Com a volta da primavera, o sol estava finalmente aparecendo de novo. Ellie e Joel chegaram ao acampamento da usina há duas semanas e, desde então, o que aconteceu no hospital nunca mais havia sido trazido à tona. Estavam começando a viver uma vida normal, na medida do possível, embora ainda estivessem se acostumando com aquilo. Era estranho ter um lugar, fixo, sem restrições. Não era o mesmo que viver em uma Zona de Quarentena, onde os muros eram o principal símbolo da repressão. As pessoas que estavam no acampamento não viviam com medo do que estava dentro dos muros.

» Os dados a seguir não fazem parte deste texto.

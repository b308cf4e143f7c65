use thiserror::Error;

use crate::types::{ContractId, FirmId, Tick};

/// Problems detected while building or validating a [`crate::config::SimulationConfig`].
#[derive(Debug, Error)]
pub enum ConfigError {
    #[error("unknown reinsurance type {0:?} (expected \"non-proportional\" or \"proportional\")")]
    UnknownReinsuranceType(String),

    #[error("invalid bounds for {field}: {reason}")]
    InvalidBounds { field: &'static str, reason: String },

    #[error("cannot read config file {path}: {source}")]
    Io {
        path: String,
        #[source]
        source: std::io::Error,
    },

    #[error("cannot parse config file {path}: {source}")]
    Parse {
        path: String,
        #[source]
        source: serde_json::Error,
    },
}

/// Every fatal condition the engine can hit. Nothing here is retried: the
/// run is deterministic given its seed, so each variant signals a bug or a
/// corrupt input rather than a transient fault.
#[derive(Debug, Error)]
pub enum SimError {
    #[error(transparent)]
    Config(#[from] ConfigError),

    #[error("stale event schedule: category {category} still holds event at {head:?}, now {now:?}")]
    StaleSchedule { category: usize, head: Tick, now: Tick },

    #[error("money supply exhausted at {time:?}: {available} available, {requested} requested")]
    MoneySupplyExhausted { time: Tick, available: f64, requested: f64 },

    #[error(
        "overlapping tranche for firm {firm:?} category {category}: [{lower}, {upper}) collides with contract {existing:?}"
    )]
    OverlappingTranche {
        firm: FirmId,
        category: usize,
        lower: f64,
        upper: f64,
        existing: ContractId,
    },

    #[error("tranche [{lower}, {upper}) for firm {firm:?} category {category} lies outside band [{band_lower}, {band_upper}]")]
    TrancheOutOfBand {
        firm: FirmId,
        category: usize,
        lower: f64,
        upper: f64,
        band_lower: f64,
        band_upper: f64,
    },

    #[error("replay mismatch: {0}")]
    ReplayMismatch(String),

    #[error("replication {0} not found in archive")]
    ReplicationNotFound(u64),

    #[error("unknown contract {0:?}")]
    UnknownContract(ContractId),

    #[error("I/O error on {path}: {source}")]
    Io {
        path: String,
        #[source]
        source: std::io::Error,
    },

    #[error("serialization error: {0}")]
    Json(#[from] serde_json::Error),
}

Desde o ataque que aconteceu quando Ellie e Joel passaram pela usina pela primeira vez, o grupo havia se reduzido drasticamente. O frio rigoroso do último inverno parou as turbinas movimentadas pelo rio e, sem energia, algumas mortes aconteceram. Infectados passaram pela cerca eletrizada e alguns casos de hipotermia levaram cerca de cem pessoas, inclusive o pai de Maria. Algumas famílias fugiram depois de todo o acontecimento e restaram menos de trinta sobreviventes. Não havia ninguém que pudesse reparar as turbinas da usina ou fazer a manutenção do sistema. Estavam sem energia novamente. Era por isso que o sol significava um alívio. Além de reduzir o frio, os dias estavam voltando a durar mais do que as noites.

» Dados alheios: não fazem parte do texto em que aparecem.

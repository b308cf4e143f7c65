//! Per-firm record of which slices of each category are already reinsured,
//! and the planner that carves the remaining band into tranches.
//!
//! Intervals are kept as fractions of the category's total insured value.
//! Adjacent layers share endpoints exactly: the planner only ever emits
//! existing endpoints, band bounds or midpoints, so no rounding creeps in
//! between a layer's upper bound and its neighbour's lower bound.

use serde::{Deserialize, Serialize};

use crate::error::SimError;
use crate::types::{ContractId, FirmId};

/// Tolerance for comparing interval endpoints.
const EPS: f64 = 1e-9;

/// Smallest layer worth issuing, in absolute value units.
const MIN_TRANCHE_VALUE: f64 = 2.0;

/// Smallest layer worth issuing, as a share of the band width.
const MIN_TRANCHE_BAND_SHARE: f64 = 0.05;

#[derive(Debug, Clone, PartialEq, Serialize, Deserialize)]
pub struct Layer {
    pub lower: f64,
    pub upper: f64,
    /// Absolute attachment of the contract at issuance.
    pub deductible: f64,
    /// Absolute exhaustion point of the contract at issuance.
    pub limit: f64,
    pub contract: ContractId,
}

#[derive(Debug, Clone, PartialEq, Serialize, Deserialize)]
pub struct ReinsuranceProfile {
    firm: FirmId,
    band_lower: f64,
    band_upper: f64,
    layers: Vec<Vec<Layer>>,
}

impl ReinsuranceProfile {
    pub fn new(firm: FirmId, categories: usize, band_lower: f64, band_upper: f64) -> Self {
        ReinsuranceProfile { firm, band_lower, band_upper, layers: vec![Vec::new(); categories] }
    }

    pub fn band(&self) -> (f64, f64) {
        (self.band_lower, self.band_upper)
    }

    pub fn categories(&self) -> usize {
        self.layers.len()
    }

    pub fn layers(&self, category: usize) -> &[Layer] {
        &self.layers[category]
    }

    /// Record a placed layer. Fails if it leaves the band or overlaps an
    /// existing layer; both mean the caller broke the allocation protocol.
    pub fn add(&mut self, category: usize, contract: ContractId, lower: f64, upper: f64, deductible: f64, limit: f64) -> Result<(), SimError> {
        if lower < self.band_lower - EPS || upper > self.band_upper + EPS || upper <= lower {
            return Err(SimError::TrancheOutOfBand {
                firm: self.firm,
                category,
                lower,
                upper,
                band_lower: self.band_lower,
                band_upper: self.band_upper,
            });
        }
        if let Some(existing) = self.overlapping(category, lower, upper) {
            return Err(SimError::OverlappingTranche { firm: self.firm, category, lower, upper, existing });
        }
        let layers = &mut self.layers[category];
        let at = layers.partition_point(|l| l.lower < lower);
        layers.insert(at, Layer { lower, upper, deductible, limit, contract });
        Ok(())
    }

    /// Whether `[lower, upper)` could be added without breaking the invariants.
    pub fn can_add(&self, category: usize, lower: f64, upper: f64) -> bool {
        lower >= self.band_lower - EPS
            && upper <= self.band_upper + EPS
            && upper > lower
            && self.overlapping(category, lower, upper).is_none()
    }

    fn overlapping(&self, category: usize, lower: f64, upper: f64) -> Option<ContractId> {
        self.layers[category]
            .iter()
            .find(|l| l.lower < upper - EPS && lower < l.upper - EPS)
            .map(|l| l.contract)
    }

    /// Release the interval held by `contract`. Returns whether it was present.
    pub fn remove(&mut self, category: usize, contract: ContractId) -> bool {
        let layers = &mut self.layers[category];
        match layers.iter().position(|l| l.contract == contract) {
            Some(i) => {
                layers.remove(i);
                true
            }
            None => false,
        }
    }

    /// Gaps in `[0, 1]` not covered by any layer.
    pub fn uncovered(&self, category: usize) -> Vec<(f64, f64)> {
        let mut gaps = Vec::new();
        let mut cursor = 0.0_f64;
        for layer in &self.layers[category] {
            if layer.lower - cursor > EPS {
                gaps.push((cursor, layer.lower));
            }
            cursor = cursor.max(layer.upper);
        }
        if 1.0 - cursor > EPS {
            gaps.push((cursor, 1.0));
        }
        gaps
    }

    /// Uncovered gaps clipped to the firm's reinsurable band.
    pub fn uncovered_in_band(&self, category: usize) -> Vec<(f64, f64)> {
        self.uncovered(category)
            .into_iter()
            .filter_map(|(lo, hi)| {
                let lo = lo.max(self.band_lower);
                let hi = hi.min(self.band_upper);
                (hi - lo > EPS).then_some((lo, hi))
            })
            .collect()
    }

    pub fn is_fully_covered(&self, category: usize) -> bool {
        self.uncovered_in_band(category).is_empty()
    }

    /// Share of the band still uncovered, averaged over categories.
    pub fn mean_uncovered_band_fraction(&self) -> f64 {
        if self.layers.is_empty() {
            return 0.0;
        }
        let total: f64 = (0..self.layers.len())
            .map(|c| self.uncovered_in_band(c).iter().map(|(lo, hi)| hi - lo).sum::<f64>())
            .sum();
        total / self.layers.len() as f64
    }

    /// Carve the uncovered part of the band into layers for a category
    /// worth `total_value`. Returns fraction intervals, lowest first, or
    /// nothing when no gap is large enough to be worth placing.
    pub fn plan_tranches(&self, category: usize, total_value: f64, min_tranches: usize) -> Vec<(f64, f64)> {
        if total_value <= 0.0 {
            return Vec::new();
        }
        let band_width = (self.band_upper - self.band_lower) * total_value;
        let min_width = MIN_TRANCHE_VALUE.max(MIN_TRANCHE_BAND_SHARE * band_width);

        let mut tranches: Vec<(f64, f64)> = self
            .uncovered_in_band(category)
            .into_iter()
            .filter(|(lo, hi)| (hi - lo) * total_value >= min_width)
            .collect();
        if tranches.is_empty() {
            return tranches;
        }
        while tranches.len() < min_tranches {
            if !split_longest(&mut tranches) {
                break;
            }
        }
        tranches
    }

    /// Layers attached below `damage`, i.e. every layer the claim reaches.
    pub fn contracts_to_explode(&self, category: usize, damage: f64) -> Vec<ContractId> {
        self.layers[category].iter().filter(|l| l.deductible < damage).map(|l| l.contract).collect()
    }
}

/// Index of the widest non-empty interval, the first one on ties (widths
/// within `EPS` count as tied).
pub fn widest(tranches: &[(f64, f64)]) -> Option<usize> {
    let mut widest: Option<(usize, f64)> = None;
    for (i, (lo, hi)) in tranches.iter().enumerate() {
        let width = hi - lo;
        let to_beat = widest.map_or(EPS, |(_, w)| w + EPS);
        if width > to_beat {
            widest = Some((i, width));
        }
    }
    widest.map(|(i, _)| i)
}

/// Bisect the widest interval in place. Returns false if every interval
/// is empty.
pub fn split_longest(tranches: &mut Vec<(f64, f64)>) -> bool {
    let Some(i) = widest(tranches) else {
        return false;
    };
    let (lo, hi) = tranches[i];
    let mid = (lo + hi) / 2.0;
    tranches[i] = (lo, mid);
    tranches.insert(i + 1, (mid, hi));
    true
}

A luz ajudava a ver os infectados que se aproximavam. Tommy comentou, há alguns dias, que a incidência de infectados nos muros havia crescido bastante nos últimos tempos. Isso significava que o número de pessoas em volta de Jackson County também havia aumentado, pensava Joel. O grupo de caçadores que comandava as áreas próximas havia sido eliminado e os que sobraram fugiram. Aquilo, portanto, era problemático porque poderia significar que os Vagalumes estavam procurando Ellie. Marlena era a peça-chave da milícia, mas certamente alguém a substituiria. E este alguém sabia de Ellie, ele tinha certeza.

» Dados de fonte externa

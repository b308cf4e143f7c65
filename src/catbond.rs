//! Catastrophe bonds.
//!
//! A bond is a fully pre-funded stand-in for a reinsurer: the issuing firm
//! hands it the layer's value at risk plus the discounted coupon stream in
//! one payment, the bond writes a single excess-of-loss contract back to
//! the issuer, pays coupons to its owner (the market) and, once the
//! contract is over, returns whatever cash is left and leaves the market.

use serde::{Deserialize, Serialize};

use crate::ledger::ObligationLedger;
use crate::types::{BondId, ContractId, Party};

/// Present value of `runtime` coupons of `per_period_premium`, the first
/// paid now: `Σ p · (1 + r)^−i` for `i` in `0..runtime`.
pub fn discounted_premium(per_period_premium: f64, interest_rate: f64, runtime: u64) -> f64 {
    let discount = 1.0 / (1.0 + interest_rate);
    (0..runtime).map(|i| per_period_premium * discount.powi(i as i32)).sum()
}

/// Cash a firm must transfer to fund a bond: value at risk plus coupons.
pub fn funding(var: f64, per_period_premium: f64, interest_rate: f64, runtime: u64) -> f64 {
    var + discounted_premium(per_period_premium, interest_rate, runtime)
}

#[derive(Debug, Clone, PartialEq, Serialize, Deserialize)]
pub struct CatBond {
    pub id: BondId,
    pub owner: Party,
    pub cash: f64,
    pub contract: Option<ContractId>,
    pub obligations: ObligationLedger,
    pub per_period_premium: f64,
    pub interest_rate: f64,
    pub operational: bool,
}

impl CatBond {
    pub fn new(id: BondId, per_period_premium: f64, interest_rate: f64) -> Self {
        CatBond {
            id,
            owner: Party::Market,
            cash: 0.0,
            contract: None,
            obligations: ObligationLedger::new(),
            per_period_premium,
            interest_rate,
            operational: true,
        }
    }

    pub fn receive(&mut self, amount: f64) {
        self.cash += amount;
    }
}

Joel estava sentado no posto de comando, observando o sol de por no horizonte. Por causa da versão que contou para Ellie sobre a noite do hospital, a possibilidade de ter Vagalumes por perto o perturbava. Ele tinha certeza que ela não havia acreditado quando mentiu sobre a desistência dos Vagalumes em encontrar a cura, mas Ellie não pensaria que estava sendo procurada. Ela havia ficado tão decepcionada por não poder ajudar, que Joel não podia imaginar como ela reagiria caso soubesse que não haviam desistido de usá-la em um teste suicida. Ainda estou esperando a minha vez, disse ela. Aquelas palavras foram aterrorizadoras para Joel. Ellie sabia que morreria? Ela realmente havia escolhido se sacrificar para, supostamente, salvar o resto do mundo? Talvez a morte de seus pais, de Riley, Tess e Sam a houvessem levado a aquele pensamento. Ellie não queria ver mais ninguém morrer.
Aqueles pensamentos haviam o distraído e, somente quando seu irmão chegou, ele voltou à realidade. Tommy subiu pela escada do muro, sentando-se ao lado de Joel.
"Alguma coisa?" Tommy perguntou.
"Não, está quieto." Joel respirou fundo, arrumando o rifle preso na bandoleira. "Você viu a Ellie?"
"Está com Maria, escovando os cavalos" Ele tirou os olhos do horizonte, passando a encarar o irmão. "Você está preocupado com ela?"
"Desde o hospital ela está bastante calada. Ficou decepcionada por não ajudar na história da cura."
"Tá brincando?" Tommy resfolegou, irritado. "Você salvou a vida dela, Joel. Deveria ter contado a verdade pra garota. Aí ela ficaria sabendo quem realmente era Marlena e os Vagalumes".
"Ellie passou por um inferno desde que perdeu os pais. Talvez ela quisesse mesmo aquilo" Joel desviou os olhos do irmão, encarando o concreto do chão.
"Ela só tem 14 anos." Ele levou uma das mãos ao ombro do irmão, fazendo com que ele o olhasse.
"Tommy, pode imaginar o que a disseram para que ela acreditasse nessa besteira?" Joel balançou a cabeça negativamente, respirando fundo. "Marlena construiu essa ideia estúpida de salvar a humanidade na cabeça de Ellie".
"Ela não protegeria a menina de graça. Nem ofereceria o que ofereceu à Tess para que vocês a levassem até aquele maldito hospital." Tommy considerou. "Você ainda pode contar a verdade".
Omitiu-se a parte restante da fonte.